* [How to complete this task]:
For this task, every record below must be reproduced exactly.

* [Available data]:

//! Authentication route handlers.
//!
//! Handles demo login, registration, and logout against the session store.

use askama::Template;
use askama_web::WebTemplate;
use axum::{
    Form,
    extract::State,
    response::{IntoResponse, Redirect, Response},
};
use tracing::instrument;

use super::NavView;
use crate::error::{clear_sentry_user, set_sentry_user};
use crate::filters;
use crate::forms::{FieldErrors, LoginForm, RegisterForm};
use crate::middleware::auth::LOGIN_PATH;
use crate::state::AppState;

/// Where shoppers land after signing in.
const DASHBOARD_PATH: &str = "/dashboard";

/// Login page template.
#[derive(Template, WebTemplate)]
#[template(path = "auth/login.html")]
pub struct LoginTemplate {
    pub nav: NavView,
    pub email: String,
    pub error: Option<String>,
}

/// Register page template.
#[derive(Template, WebTemplate)]
#[template(path = "auth/register.html")]
pub struct RegisterTemplate {
    pub nav: NavView,
    pub name: String,
    pub email: String,
    pub errors: FieldErrors,
}

/// Display the login page.
pub async fn login_page(State(state): State<AppState>) -> impl IntoResponse {
    LoginTemplate {
        nav: NavView::from_state(&state),
        email: String::new(),
        error: None,
    }
}

/// Handle login form submission.
#[instrument(skip_all)]
pub async fn login(State(state): State<AppState>, Form(form): Form<LoginForm>) -> Response {
    let mut stores = state.stores();
    match stores.session.login(form.email.trim(), &form.password) {
        Ok(identity) => {
            set_sentry_user(&identity.id, Some(identity.email.as_str()));
            Redirect::to(DASHBOARD_PATH).into_response()
        }
        Err(e) => LoginTemplate {
            nav: NavView::from_stores(&stores),
            email: form.email,
            error: Some(e.to_string()),
        }
        .into_response(),
    }
}

/// Display the registration page.
pub async fn register_page(State(state): State<AppState>) -> impl IntoResponse {
    RegisterTemplate {
        nav: NavView::from_state(&state),
        name: String::new(),
        email: String::new(),
        errors: FieldErrors::new(),
    }
}

/// Handle registration form submission.
#[instrument(skip_all)]
pub async fn register(State(state): State<AppState>, Form(form): Form<RegisterForm>) -> Response {
    let mut stores = state.stores();
    match form.validate() {
        Ok(email) => {
            let identity = stores.session.register(&form.name, email, &form.password);
            set_sentry_user(&identity.id, Some(identity.email.as_str()));
            Redirect::to(DASHBOARD_PATH).into_response()
        }
        Err(errors) => RegisterTemplate {
            nav: NavView::from_stores(&stores),
            name: form.name,
            email: form.email,
            errors,
        }
        .into_response(),
    }
}

/// Handle logout.
#[instrument(skip_all)]
pub async fn logout(State(state): State<AppState>) -> Redirect {
    state.stores().session.logout();
    clear_sentry_user();
    Redirect::to(LOGIN_PATH)
}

* [Your solution]:
//! Authentication route handlers.
//!
//! Handles demo login, registration, and logout against the session store.

use askama::Template;
use askama_web::WebTemplate;
use axum::{
    Form,
    extract::State,
    response::{IntoResponse, Redirect, Response},
};
use tracing::instrument;

use super::NavView;
use crate::error::{clear_sentry_user, set_sentry_user};
use crate::filters;
use crate::forms::{FieldErrors, LoginForm, RegisterForm};
use crate::middleware::auth::LOGIN_PATH;
use crate::state::AppState;

/// Where shoppers land after signing in.
const DASHBOARD_PATH: &str = "/dashboard";

/// Login page template.
#[derive(Template, WebTemplate)]
#[template(path = "auth/login.html")]
pub struct LoginTemplate {
    pub nav: NavView,
    pub email: String,
    pub error: Option<String>,
}

/// Register page template.
#[derive(Template, WebTemplate)]
#[template(path = "auth/register.html")]
pub struct RegisterTemplate {
    pub nav: NavView,
    pub name: String,
    pub email: String,
    pub errors: FieldErrors,
}

/// Display the login page.
pub async fn login_page(State(state): State<AppState>) -> impl IntoResponse {
    LoginTemplate {
        nav: NavView::from_state(&state),
        email: String::new(),
        error: None,
    }
}

/// Handle login form submission.
#[instrument(skip_all)]
pub async fn login(State(state): State<AppState>, Form(form): Form<LoginForm>) -> Response {
    let mut stores = state.stores();
    match stores.session.login(form.email.trim(), &form.password) {
        Ok(identity) => {
            set_sentry_user(&identity.id, Some(identity.email.as_str()));
            Redirect::to(DASHBOARD_PATH).into_response()
        }
        Err(e) => LoginTemplate {
            nav: NavView::from_stores(&stores),
            email: form.email,
            error: Some(e.to_string()),
        }
        .into_response(),
    }
}

/// Display the registration page.
pub async fn register_page(State(state): State<AppState>) -> impl IntoResponse {
    RegisterTemplate {
        nav: NavView::from_state(&state),
        name: String::new(),
        email: String::new(),
        errors: FieldErrors::new(),
    }
}

/// Handle registration form submission.
#[instrument(skip_all)]
pub async fn register(State(state): State<AppState>, Form(form): Form<RegisterForm>) -> Response {
    let mut stores = state.stores();
    match form.validate() {
        Ok(email) => {
            let identity = stores.session.register(&form.name, email, &form.password);
            set_sentry_user(&identity.id, Some(identity.email.as_str()));
            Redirect::to(DASHBOARD_PATH).into_response()
        }
        Err(errors) => RegisterTemplate {
            nav: NavView::from_stores(&stores),
            name: form.name,
            email: form.email,
            errors,
        }
        .into_response(),
    }
}

/// Handle logout.
#[instrument(skip_all)]
pub async fn logout(State(state): State<AppState>) -> Redirect {
    state.stores().session.logout();
    clear_sentry_user();
    Redirect::to(LOGIN_PATH)
}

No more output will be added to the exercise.